Tanned and elegant, Hilary Billings looks more like a corporate lawyer than a radical. But while this small-town defense attorney may be a smooth talker, his politics have turned him into a scrapper.

He is making a name for himself as the champion of a theory that puts him far from the mainstream: that HIV does not necessarily cause AIDS. It is an idea that virtually all doctors firmly reject. But as AIDS continues to raise legal questions - for example, does spreading the disease constitute an act of murder? - Billings has challenged the fundamental premise behind current research. In his most recent case, decided in April, he argued that an HIV-positive mother should not be prevented from breast-feeding her son because the risk of transmission was inconclusive.

Though he refuses to offer his personal views on whether HIV causes AIDS, Billings thinks there's room for doubt. ''The science and medicine behind AIDS are not all that certain and definitive,'' he said. Even more important, he adds, is the need for debate. ''There is danger in a system that's going to suppress any kind of critical thought.''

Just raising the issue that HIV might not cause AIDS draws heavy criticism. Dr. Michael Grodin, director of medical ethics at Boston University School of Medicine, links Billings and others who promote that theory to the ''irrational and psychotic'' fringes of society. ''We have probably more information about this virus than any other,'' Grodin said.

To Grodin's condemnations, prominent Massachusetts attorney Bennett Klein adds censure. Klein, who successfully fought for the right of HIV-positive individuals to be protected under the Americans with Disabilities Act, called the hypothesis, ''a very dangerous public health message. What that message tells people is that it doesn't matter if you get infected with HIV.''

Equally dangerous is failing to raise the issue at all and ''not having an open discourse,'' Billings countered.

While AIDS is probably the most litigated disease ever, Klein said, most cases have either involved discrimination or the privacy rights of those who have the disease.

To Billings's knowledge, the question of whether HIV causes AIDS had not been part of the legal discussion until he entered that as part of his defense of a Maine woman who sought the right to withhold powerful HIV drugs from her HIV-positive son. Billings won that case, but not on the question of the AIDS hypothesis. That issue was simply ignored.

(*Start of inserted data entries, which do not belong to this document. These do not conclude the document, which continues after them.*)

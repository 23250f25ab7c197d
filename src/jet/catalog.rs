//! The system catalog.
//!
//! Every persisted object (tables, saved queries, relationships,
//! containers) has a row in `MSysObjects`, itself an ordinary table whose
//! definition sits on the well-known page 2. The catalog scan collects
//! (id, name, parent, type, definition page) for each object, finds the
//! "Tables" parent container new tables hang off, and locates the other
//! system tables by name: `MSysACEs` (access control entries, preserved
//! but not interpreted), `MSysRelationships`, and `MSysQueries`.
//!
//! Tables are materialized lazily: the catalog only records definition
//! page numbers, and a table object is built the first time someone asks
//! for it.

use serde::Serialize;

use crate::jet::column::Column;
use crate::jet::constants::*;
use crate::jet::page::PageChannel;
use crate::jet::table::{Table, TableHandle};
use crate::jet::value::{DataType, Value};
use crate::JetError;

/// One object listed in `MSysObjects`.
#[derive(Debug, Clone, Serialize)]
pub struct CatalogEntry {
    /// Object id.
    pub id: i32,
    /// Object name.
    pub name: String,
    /// Id of the parent object.
    pub parent_id: i32,
    /// `OBJECT_TYPE_*` tag.
    pub object_type: i16,
    /// Definition page for table objects.
    pub tdef_page: u32,
    /// Raw flag bits.
    pub flags: i32,
}

/// The scanned object directory.
#[derive(Debug, Default)]
pub struct Catalog {
    /// All catalog rows.
    pub entries: Vec<CatalogEntry>,
    /// Id of the "Tables" parent container.
    pub tables_parent_id: i32,
}

impl Catalog {
    /// Scan the catalog table into an object directory.
    pub fn scan(table: &mut Table, channel: &mut PageChannel) -> Result<Catalog, JetError> {
        let mut entries = Vec::new();
        let mut h = TableHandle::new(table, channel);
        let mut cursor = h.cursor();
        while cursor.move_to_next_row(&mut h)? {
            let row = cursor.current_row(&mut h, None)?;
            let mut entry = CatalogEntry {
                id: 0,
                name: String::new(),
                parent_id: 0,
                object_type: 0,
                tdef_page: 0,
                flags: 0,
            };
            for (name, value) in row {
                match (name.as_str(), value) {
                    ("Id", Value::Long(v)) => entry.id = v,
                    ("Name", Value::Text(v)) => entry.name = v,
                    ("ParentId", Value::Long(v)) => entry.parent_id = v,
                    ("Type", Value::Int(v)) => entry.object_type = v,
                    ("DefPage", Value::Long(v)) => entry.tdef_page = v as u32,
                    ("Flags", Value::Long(v)) => entry.flags = v,
                    _ => {}
                }
            }
            if entry.name.is_empty() {
                return Err(JetError::Corrupt("catalog row with no name".to_string()));
            }
            entries.push(entry);
        }

        let tables_parent_id = entries
            .iter()
            .find(|e| {
                e.object_type == OBJECT_TYPE_CONTAINER && e.name.eq_ignore_ascii_case(TABLES_PARENT_NAME)
            })
            .map(|e| e.id)
            .ok_or_else(|| {
                JetError::Corrupt(format!("catalog has no {:?} parent", TABLES_PARENT_NAME))
            })?;

        Ok(Catalog {
            entries,
            tables_parent_id,
        })
    }

    /// Look up an object by name and type.
    pub fn find(&self, name: &str, object_type: i16) -> Option<&CatalogEntry> {
        self.entries
            .iter()
            .find(|e| e.object_type == object_type && e.name.eq_ignore_ascii_case(name))
    }

    /// Definition page of a table object.
    pub fn table_page(&self, name: &str) -> Option<u32> {
        self.find(name, OBJECT_TYPE_TABLE).map(|e| e.tdef_page)
    }

    /// Names of user tables (system tables carry the `MSys` prefix).
    pub fn user_table_names(&self) -> Vec<String> {
        self.entries
            .iter()
            .filter(|e| e.object_type == OBJECT_TYPE_TABLE && !e.name.starts_with("MSys"))
            .map(|e| e.name.clone())
            .collect()
    }

    /// Names of saved queries.
    pub fn query_names(&self) -> Vec<String> {
        self.entries
            .iter()
            .filter(|e| e.object_type == OBJECT_TYPE_QUERY)
            .map(|e| e.name.clone())
            .collect()
    }
}

/// Column set of `MSysObjects`.
pub fn catalog_columns() -> Vec<Column> {
    vec![
        Column::new("Id", DataType::Long).with_auto_number(),
        Column::new("ParentId", DataType::Long),
        Column::new("Name", DataType::Text),
        Column::new("Type", DataType::Int),
        Column::new("Flags", DataType::Long),
        Column::new("DefPage", DataType::Long),
        Column::new("DateCreate", DataType::ShortDateTime),
        Column::new("DateUpdate", DataType::ShortDateTime),
    ]
}

/// Column set of `MSysACEs`.
pub fn aces_columns() -> Vec<Column> {
    vec![
        Column::new("ObjectId", DataType::Long),
        Column::new("SID", DataType::Binary),
        Column::new("ACM", DataType::Binary),
        Column::new("FInheritable", DataType::Boolean),
    ]
}

/// Column set of `MSysRelationships`.
pub fn relationships_columns() -> Vec<Column> {
    vec![
        Column::new("szRelationship", DataType::Text),
        Column::new("szObject", DataType::Text),
        Column::new("szColumn", DataType::Text),
        Column::new("szReferencedObject", DataType::Text),
        Column::new("szReferencedColumn", DataType::Text),
        Column::new("ccolumn", DataType::Int),
        Column::new("icolumn", DataType::Int),
        Column::new("grbit", DataType::Long),
    ]
}

/// Column set of `MSysQueries`.
pub fn queries_columns() -> Vec<Column> {
    vec![
        Column::new("ObjectId", DataType::Long),
        Column::new("Attribute", DataType::Byte),
        Column::new("Expression", DataType::Memo),
        Column::new("Flag", DataType::Int),
        Column::new("Name1", DataType::Text),
        Column::new("Name2", DataType::Text),
        Column::new("Order", DataType::Long),
    ]
}

/// Values for a new catalog row.
pub fn catalog_row(
    parent_id: i32,
    name: &str,
    object_type: i16,
    tdef_page: u32,
    now: chrono::NaiveDateTime,
) -> Vec<Value> {
    vec![
        Value::Null, // auto-number id
        Value::Long(parent_id),
        Value::Text(name.to_string()),
        Value::Int(object_type),
        Value::Long(0),
        Value::Long(tdef_page as i32),
        Value::DateTime(now),
        Value::DateTime(now),
    ]
}

// ── relationships ───────────────────────────────────────────────────

/// Relationship flag: one-to-one join.
pub const REL_FLAG_ONE_TO_ONE: i32 = 0x0000_0001;
/// Relationship flag: referential integrity not enforced.
pub const REL_FLAG_NO_INTEGRITY: i32 = 0x0000_0002;
/// Relationship flag: updates cascade.
pub const REL_FLAG_CASCADE_UPDATES: i32 = 0x0000_0100;
/// Relationship flag: deletes cascade.
pub const REL_FLAG_CASCADE_DELETES: i32 = 0x0000_1000;
/// Relationship flag: left outer join.
pub const REL_FLAG_LEFT_OUTER: i32 = 0x0100_0000;
/// Relationship flag: right outer join.
pub const REL_FLAG_RIGHT_OUTER: i32 = 0x0200_0000;

/// A resolved relationship between two tables.
#[derive(Debug, Clone, Serialize)]
pub struct Relationship {
    /// Relationship name.
    pub name: String,
    /// Referencing table.
    pub from_table: String,
    /// Referencing columns, in key order.
    pub from_columns: Vec<String>,
    /// Referenced table.
    pub to_table: String,
    /// Referenced columns, in key order.
    pub to_columns: Vec<String>,
    /// Raw `grbit` flags.
    pub flags: i32,
}

impl Relationship {
    /// True for one-to-one relationships.
    pub fn is_one_to_one(&self) -> bool {
        self.flags & REL_FLAG_ONE_TO_ONE != 0
    }

    /// True when referential integrity is enforced.
    pub fn has_integrity(&self) -> bool {
        self.flags & REL_FLAG_NO_INTEGRITY == 0
    }

    /// True when updates cascade from the referenced table.
    pub fn cascades_updates(&self) -> bool {
        self.flags & REL_FLAG_CASCADE_UPDATES != 0
    }

    /// True when deletes cascade from the referenced table.
    pub fn cascades_deletes(&self) -> bool {
        self.flags & REL_FLAG_CASCADE_DELETES != 0
    }
}

/// Parse `MSysRelationships` rows into resolved relationships.
///
/// Each row describes one column pair; rows sharing a relationship name
/// are collated in `icolumn` order.
pub fn resolve_relationships(
    table: &mut Table,
    channel: &mut PageChannel,
) -> Result<Vec<Relationship>, JetError> {
    struct Pair {
        icolumn: i16,
        from_column: String,
        to_column: String,
    }
    let mut grouped: Vec<(Relationship, Vec<Pair>)> = Vec::new();

    let mut h = TableHandle::new(table, channel);
    let mut cursor = h.cursor();
    while cursor.move_to_next_row(&mut h)? {
        let row = cursor.current_row(&mut h, None)?;
        let get_text = |key: &str| {
            row.iter()
                .find(|(n, _)| n == key)
                .and_then(|(_, v)| v.as_text())
                .unwrap_or("")
                .to_string()
        };
        let get_int = |key: &str| match row.iter().find(|(n, _)| n == key) {
            Some((_, Value::Int(v))) => *v,
            _ => 0,
        };
        let get_long = |key: &str| match row.iter().find(|(n, _)| n == key) {
            Some((_, Value::Long(v))) => *v,
            _ => 0,
        };

        let name = get_text("szRelationship");
        let pair = Pair {
            icolumn: get_int("icolumn"),
            from_column: get_text("szColumn"),
            to_column: get_text("szReferencedColumn"),
        };
        match grouped.iter_mut().find(|(r, _)| r.name == name) {
            Some((_, pairs)) => pairs.push(pair),
            None => {
                grouped.push((
                    Relationship {
                        name,
                        from_table: get_text("szObject"),
                        from_columns: Vec::new(),
                        to_table: get_text("szReferencedObject"),
                        to_columns: Vec::new(),
                        flags: get_long("grbit"),
                    },
                    vec![pair],
                ));
            }
        }
    }

    let mut out = Vec::new();
    for (mut rel, mut pairs) in grouped {
        pairs.sort_by_key(|p| p.icolumn);
        for pair in pairs {
            rel.from_columns.push(pair.from_column);
            rel.to_columns.push(pair.to_column);
        }
        out.push(rel);
    }
    Ok(out)
}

''It was as if it never happened, as if there were some sort of ghost quality to the testimony,'' he said after the trial.

Yet the experts he uses are leaders in the research community, scientists such as Nobel Prize-winning chemists Kary Mullis and Walter Gilbert, National Academy of Sciences member Peter Duesberg, a professor of molecular and cell biology at the University of California, Berkeley, and biochemist David Rasnick, a designer of protease inhibitors, including one targeted at the HIV virus. Rasnick's work first led him to doubt that HIV caused the immunological suppression of AIDS and more recently, to create the International Coalition for Medical Justice. That fund was established just in time to hire Billings for the defense of Kathleen Tyson of Eugene, Ore., whose disagreements with the AIDS hypothesis led her and her husband into legal trouble.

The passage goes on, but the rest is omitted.